The healthcare sector is a major contributor to environmental impact, and gastrointestinal endoscopy is associated with substantial resource use and waste generation. This study aimed to conduct a comprehensive life cycle assessment (LCA) of diagnostic gastroscopy—following the E-SPARE guideline and ISO 14040 standard—with a particular focus on the contribution of energy consumption (HVAC, lighting, and medical equipment). A Montecarlo uncertainty analysis is planned to strengthen the robustness of the estimates.

Methods

A prospective one-month observational study was carried out at Hospital Universitari i Politècnic La Fe (València, Spain) including all outpatients undergoing diagnostic gastroscopy (n=143). A cradle-to-grave LCA considered four stages: production, transportation, clinical procedure, and end-of-life.

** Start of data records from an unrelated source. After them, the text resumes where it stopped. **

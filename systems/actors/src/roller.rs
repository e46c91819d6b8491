use std::f32::consts::TAU;

use delve_core::{Direction, EnemyKind};
use delve_system_collision::move_bounce;
use glam::Vec2;
use rand::{Rng, RngCore};

use crate::{heading, ActorEvent, Animation, Enemy, Senses, Vitals};

const SIZE: f32 = 22.0;
const MAX_HP: u32 = 10;
const SPEED: f32 = 240.0;

const REST_TIME: f32 = 3.0;
const WINDUP_TIME: f32 = 0.30;
const ROLL_TIME: f32 = 15.0;
const AIM_JITTER: f32 = 0.35;
const BOUNCE_JITTER: f32 = 0.25;

const CONTACT_DAMAGE: u32 = 1;
const CONTACT_COOLDOWN: f32 = 0.35;

/// Phase of the roller's rest, wind-up and roll cycle.
#[derive(Clone, Copy, Debug, PartialEq, Eq, Hash)]
pub enum RollerPhase {
    /// Sitting still.
    Rest,
    /// Curling up before a roll.
    Windup,
    /// Rolling at constant speed and bouncing off obstacles.
    Roll,
}

/// Enemy that periodically rolls toward the player and ricochets off walls.
#[derive(Clone, Debug, PartialEq)]
pub struct Roller {
    vitals: Vitals,
    phase: RollerPhase,
    phase_timer: f32,
    heading: Vec2,
    velocity: Vec2,
    contact_cooldown: f32,
    facing: Direction,
    idle: Animation,
    windup: Animation,
    roll: Animation,
}

impl Roller {
    /// Creates a resting roller with a short randomised first rest.
    #[must_use]
    pub fn new(center: Vec2, rng: &mut dyn RngCore) -> Self {
        Self {
            vitals: Vitals::new(center, Vec2::splat(SIZE), MAX_HP),
            phase: RollerPhase::Rest,
            phase_timer: rng.gen_range(0.2..0.6),
            heading: random_heading(rng),
            velocity: Vec2::ZERO,
            contact_cooldown: 0.0,
            facing: Direction::South,
            idle: Animation::new(8, 6.0),
            windup: Animation::new(4, 12.0),
            roll: Animation::new(4, 14.0),
        }
    }

    /// Current phase of the cycle.
    #[must_use]
    pub const fn phase(&self) -> RollerPhase {
        self.phase
    }

    /// Velocity chosen for this tick.
    #[must_use]
    pub const fn velocity(&self) -> Vec2 {
        self.velocity
    }

    fn enter(&mut self, phase: RollerPhase, duration: f32) {
        self.phase = phase;
        self.phase_timer = duration;
        self.clip_mut().reset();
    }

    fn clip(&self) -> &Animation {
        match self.phase {
            RollerPhase::Rest => &self.idle,
            RollerPhase::Windup => &self.windup,
            RollerPhase::Roll => &self.roll,
        }
    }

    fn clip_mut(&mut self) -> &mut Animation {
        match self.phase {
            RollerPhase::Rest => &mut self.idle,
            RollerPhase::Windup => &mut self.windup,
            RollerPhase::Roll => &mut self.roll,
        }
    }
}

impl Enemy for Roller {
    fn kind(&self) -> EnemyKind {
        EnemyKind::Roller
    }

    fn vitals(&self) -> &Vitals {
        &self.vitals
    }

    fn vitals_mut(&mut self) -> &mut Vitals {
        &mut self.vitals
    }

    fn facing(&self) -> Direction {
        self.facing
    }

    fn frame(&self) -> usize {
        self.clip().frame()
    }

    fn attacking(&self) -> bool {
        self.phase == RollerPhase::Roll
    }

    fn sense(&mut self, dt: f32, _senses: &Senses<'_>) {
        self.contact_cooldown = (self.contact_cooldown - dt).max(0.0);
    }

    fn think(&mut self, dt: f32, senses: &Senses<'_>, rng: &mut dyn RngCore) {
        self.phase_timer -= dt;
        let expired = self.phase_timer <= 0.0;

        match self.phase {
            RollerPhase::Rest => {
                self.velocity = Vec2::ZERO;
                if expired {
                    self.enter(RollerPhase::Windup, WINDUP_TIME);
                }
            }
            RollerPhase::Windup => {
                self.velocity = Vec2::ZERO;
                if expired {
                    let toward = heading(self.vitals.rect.center(), senses.player.center());
                    self.heading = if toward == Vec2::ZERO {
                        random_heading(rng)
                    } else {
                        jitter(toward, AIM_JITTER, rng)
                    };
                    self.velocity = self.heading * SPEED;
                    self.enter(RollerPhase::Roll, ROLL_TIME);
                }
            }
            RollerPhase::Roll => {
                self.velocity = self.heading * SPEED;
                if expired {
                    self.enter(RollerPhase::Rest, REST_TIME);
                }
            }
        }
    }

    fn move_body(&mut self, dt: f32, senses: &Senses<'_>, rng: &mut dyn RngCore) {
        if self.velocity == Vec2::ZERO {
            return;
        }
        let bounce = move_bounce(&senses.arena, self.vitals.rect, self.velocity, dt);
        self.vitals.rect = bounce.rect;
        if bounce.bounced {
            self.heading = jitter(bounce.velocity.normalize_or_zero(), BOUNCE_JITTER, rng);
            self.velocity = self.heading * SPEED;
        }
        if let Some(facing) = Direction::from_vector(self.velocity) {
            self.facing = facing;
        }
    }

    fn act(&mut self, senses: &Senses<'_>) -> Option<ActorEvent> {
        if self.phase != RollerPhase::Roll
            || self.contact_cooldown > 0.0
            || !self.vitals.rect.intersects(&senses.player)
        {
            return None;
        }
        self.contact_cooldown = CONTACT_COOLDOWN;
        Some(ActorEvent::HitPlayer {
            damage: CONTACT_DAMAGE,
        })
    }

    fn animate(&mut self, dt: f32) {
        self.clip_mut().update(dt);
    }
}

fn random_heading(rng: &mut dyn RngCore) -> Vec2 {
    Vec2::from_angle(rng.gen_range(0.0..TAU))
}

fn jitter(direction: Vec2, spread: f32, rng: &mut dyn RngCore) -> Vec2 {
    Vec2::from_angle(rng.gen_range(-spread..=spread)).rotate(direction)
}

The analysis included medical supplies, gastroscope production and reprocessing, sedation, CO₂ insufflation, staff and patient travel, energy consumption, and waste management. Environmental impacts were quantified using ReCiPe 2016 Midpoint methodology and expressed as GWP-100 (kgCO₂e).

Results

The carbon footprint of a single diagnostic gastroscopy was 25.17 kgCO₂e. The main contributors were patient transport (9.71 kgCO₂e, 38.6%), staff transport (6.95 kgCO₂e, 27.6%), and energy consumption (4.78 kgCO₂e, 19.0%). Medical supplies contributed 2.75 kgCO₂e (10.9%), while gastroscope production and reprocessing accounted for 0.93 kgCO₂e (3.7%). The clinical procedure itself (sedation and CO₂ insufflation) had a negligible impact (0.05 kgCO₂e, 0.2%). Within supplies, the most impactful items were surgical gowns, absorbent underpads, and biopsy containers, driven largely by material production (~74% of total impact).

Conclusions

Transportation—particularly patient travel—was the dominant contributor to the carbon footprint of diagnostic gastroscopy, followed by energy consumption. Strategies promoting sustainable mobility and improving energy efficiency could substantially reduce the environmental burden of the procedure.